Photos by Joe Mazza, Brave Lux.

A Memphis actress returned home from Chicago this week toting one of the city’s top theater awards for Best Supporting Actress in a Play. Cecelia Wingate is a familiar character actress on local stages, but her shiny new Jeff Award went for a role that Wingate says comes naturally – a character loosely based on her.

It helps that she knows a few successful playwrights.

Evan Linder, the Jeff-winning author of Byhalia, Mississippi worked with Wingate when he started out his career at Playhouse on the Square. He insisted that she come to Chicago when he was staging the play there.

Another former Memphis playwright, Jerre Dye, has written roles exclusively for her. Two years ago, when Dye’s play Cicada debuted in Chicago with Wingate in the role, she was also nominated for a Jeff Award.

In one sense, Wingate recognizes that she’s playing a character some might consider a Southern stereotype. And yet, in some ways, she IS that person.

Credit Natalie Person/Facebook
Cecelia Wingate shows off her Jeff Award at the ceremony on June 6.

“I’m just a big, Southern, stern, loud, brassy woman, so I guess I’m your go-to girl when you want that sorta character,” she says.

Her Chicago theater roles have led to film auditions and a growing number of professional opportunities, even as she continues to act and direct in shows here in Memphis.

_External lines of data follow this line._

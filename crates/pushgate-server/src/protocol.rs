//! Wire schema for client control frames, server frames and the send API.

use serde::{Deserialize, Serialize};

use crate::ids::{ConnectionId, Identity};

/// Version advertised in `connection.established`.
pub const PROTOCOL_VERSION: u32 = 1;

/// Control frame sent by a connected client.
#[derive(Clone, Debug, PartialEq, Eq, Deserialize)]
#[serde(tag = "type", rename_all = "lowercase")]
pub enum ClientFrame {
    /// Add event subscriptions.
    Subscribe {
        /// Event names to add.
        events: Vec<String>,
    },
    /// Remove event subscriptions.
    Unsubscribe {
        /// Event names to remove.
        events: Vec<String>,
    },
    /// Application-level ping, answered with `pong`.
    Ping,
}

/// Frame written by the server outside of dispatched messages.
#[derive(Clone, Debug, PartialEq, Eq, Serialize)]
#[serde(tag = "type")]
pub enum ServerFrame {
    /// First frame on every connection.
    #[serde(rename = "connection.established")]
    Established {
        /// Protocol version.
        version: u32,
        /// Connection details.
        data: EstablishedData,
    },
    /// Subscriptions after a subscribe/unsubscribe.
    #[serde(rename = "subscriptions")]
    Subscriptions {
        /// Current event set, sorted. Empty means every event.
        events: Vec<String>,
    },
    /// Reply to a client `ping`.
    #[serde(rename = "pong")]
    Pong,
    /// A control frame could not be handled.
    #[serde(rename = "error")]
    Error {
        /// Human-readable reason.
        message: String,
    },
}

/// Payload of [`ServerFrame::Established`].
#[derive(Clone, Debug, PartialEq, Eq, Serialize)]
#[serde(rename_all = "camelCase")]
pub struct EstablishedData {
    /// Server-assigned connection id.
    pub connection_id: ConnectionId,
    /// Identity the connection is bound to.
    pub user_id: Identity,
    /// Initial subscriptions.
    pub events: Vec<String>,
    /// RFC 3339 server time.
    pub timestamp: String,
}

impl ServerFrame {
    /// Serialize to a JSON text frame body.
    pub fn to_json(&self) -> String {
        // Only strings and integers; serialization cannot fail.
        serde_json::to_string(self).unwrap_or_default()
    }
}

/// Body of `POST {send_path}`.
#[derive(Clone, Debug, PartialEq, Eq, Deserialize, Serialize)]
#[serde(rename_all = "camelCase")]
pub struct SendRequest {
    /// Target identity.
    #[serde(alias = "user_id")]
    pub user_id: String,
    /// Optional event scope. Absent, `""` and `"*"` address every connection.
    #[serde(default)]
    pub event: Option<String>,
    /// Text delivered verbatim as one frame.
    pub message: String,
}

/// Delivery summary returned by the send endpoint.
#[derive(Clone, Copy, Debug, Default, PartialEq, Eq, Serialize, Deserialize)]
pub struct DispatchReport {
    /// Connections selected by the lookup.
    pub matched: usize,
    /// Writes that completed.
    pub delivered: usize,
    /// Writes that failed or timed out.
    pub failed: usize,
}
//! `PushServer`: axum router, listener and shared state.

use std::net::SocketAddr;
use std::sync::Arc;
use std::time::Instant;

use axum::Router;
use axum::extract::State;
use axum::response::Json;
use axum::routing::{get, post};
use metrics_exporter_prometheus::PrometheusHandle;
use tokio::net::TcpListener;
use tokio::task::JoinHandle;
use tower_http::trace::TraceLayer;
use tracing::{error, info};

use crate::config::{HEALTH_PATH, METRICS_PATH, ServerConfig};
use crate::dispatch::dispatch_handler;
use crate::errors::ServerError;
use crate::health::{self, HealthResponse};
use crate::shutdown::ShutdownCoordinator;
use crate::websocket::binder::Binder;
use crate::websocket::ingress::ingress_handler;

/// Shared state accessible from axum handlers.
#[derive(Clone)]
pub struct AppState {
    /// Connection registry shared by ingress and dispatch.
    pub binder: Arc<Binder>,
    /// Validated configuration.
    pub config: Arc<ServerConfig>,
    /// Shutdown coordinator.
    pub shutdown: Arc<ShutdownCoordinator>,
    /// When the server started.
    pub start_time: Instant,
    /// Prometheus handle rendered by `/metrics`.
    pub metrics: PrometheusHandle,
}

/// The push server. Owns the one registry both handlers use.
pub struct PushServer {
    config: Arc<ServerConfig>,
    binder: Arc<Binder>,
    shutdown: Arc<ShutdownCoordinator>,
    metrics: PrometheusHandle,
    start_time: Instant,
}

impl PushServer {
    /// Validate `config` and create a server.
    ///
    /// An invalid configuration is reported as [`ServerError::Config`].
    pub fn new(config: ServerConfig, metrics: PrometheusHandle) -> Result<Self, ServerError> {
        config.validate()?;
        Ok(Self {
            config: Arc::new(config),
            binder: Arc::new(Binder::new()),
            shutdown: Arc::new(ShutdownCoordinator::new()),
            metrics,
            start_time: Instant::now(),
        })
    }

    /// Build the axum router with all routes.
    pub fn router(&self) -> Router {
        let state = AppState {
            binder: self.binder.clone(),
            config: self.config.clone(),
            shutdown: self.shutdown.clone(),
            start_time: self.start_time,
            metrics: self.metrics.clone(),
        };

        Router::new()
            .route(&self.config.ws_path, get(ingress_handler))
            .route(&self.config.send_path, post(dispatch_handler))
            .route(HEALTH_PATH, get(health_handler))
            .route(METRICS_PATH, get(metrics_handler))
            .layer(TraceLayer::new_for_http())
            .with_state(state)
    }

    /// Bind and serve in a background task until shutdown is signalled.
    ///
    /// Returns the bound address (useful with port `0`) and the serve task.
    pub async fn listen(&self) -> Result<(SocketAddr, JoinHandle<()>), ServerError> {
        let listener =
            TcpListener::bind((self.config.host.as_str(), self.config.port)).await?;
        let addr = listener.local_addr()?;
        let app = self.router();
        let token = self.shutdown.token();

        info!(
            %addr,
            ws_path = %self.config.ws_path,
            send_path = %self.config.send_path,
            "push server listening"
        );
        let handle = tokio::spawn(async move {
            let serve = axum::serve(listener, app)
                .with_graceful_shutdown(async move { token.cancelled().await });
            if let Err(e) = serve.await {
                error!(error = %e, "server terminated with error");
            }
        });
        Ok((addr, handle))
    }

    /// The connection registry.
    pub fn binder(&self) -> &Arc<Binder> {
        &self.binder
    }

    /// The shutdown coordinator.
    pub fn shutdown(&self) -> &Arc<ShutdownCoordinator> {
        &self.shutdown
    }

    /// The validated configuration.
    pub fn config(&self) -> &ServerConfig {
        &self.config
    }
}

/// GET /health
async fn health_handler(State(state): State<AppState>) -> Json<HealthResponse> {
    Json(health::health_check(
        state.start_time,
        state.shutdown.is_shutting_down(),
        state.binder.connection_count(),
        state.binder.identity_count(),
    ))
}

/// GET /metrics
async fn metrics_handler(State(state): State<AppState>) -> String {
    crate::metrics::render(&state.metrics)
}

Due to the critical success of Byhalia, Mississippi, the entire production is being re-staged at Chicago’s famed Steppenwolf Theatre from July 22-August 21. Wingate will reprise her award-winning role.

Shortly after that, at another Chicago theater, playwright Jerre Dye is premiering a play called Distance, featuring a character heavily influenced by Wingate when she created the role in Memphis.

This muse of Southern playwrights is leaving an increasingly memorable mark in the Windy City, and on contemporary southern drama itself.

Reporting from the gates of Graceland to the balcony of the Lorraine Motel, Christopher has covered Memphis news, arts, culture and politics for more than 20 years in print and on the radio. He is currently WKNO's News Director and Senior Producer at the University of Memphis' Institute for Public Service Reporting. Join his conversations about the Memphis arts scene on the WKNO Culture Desk Facebook page.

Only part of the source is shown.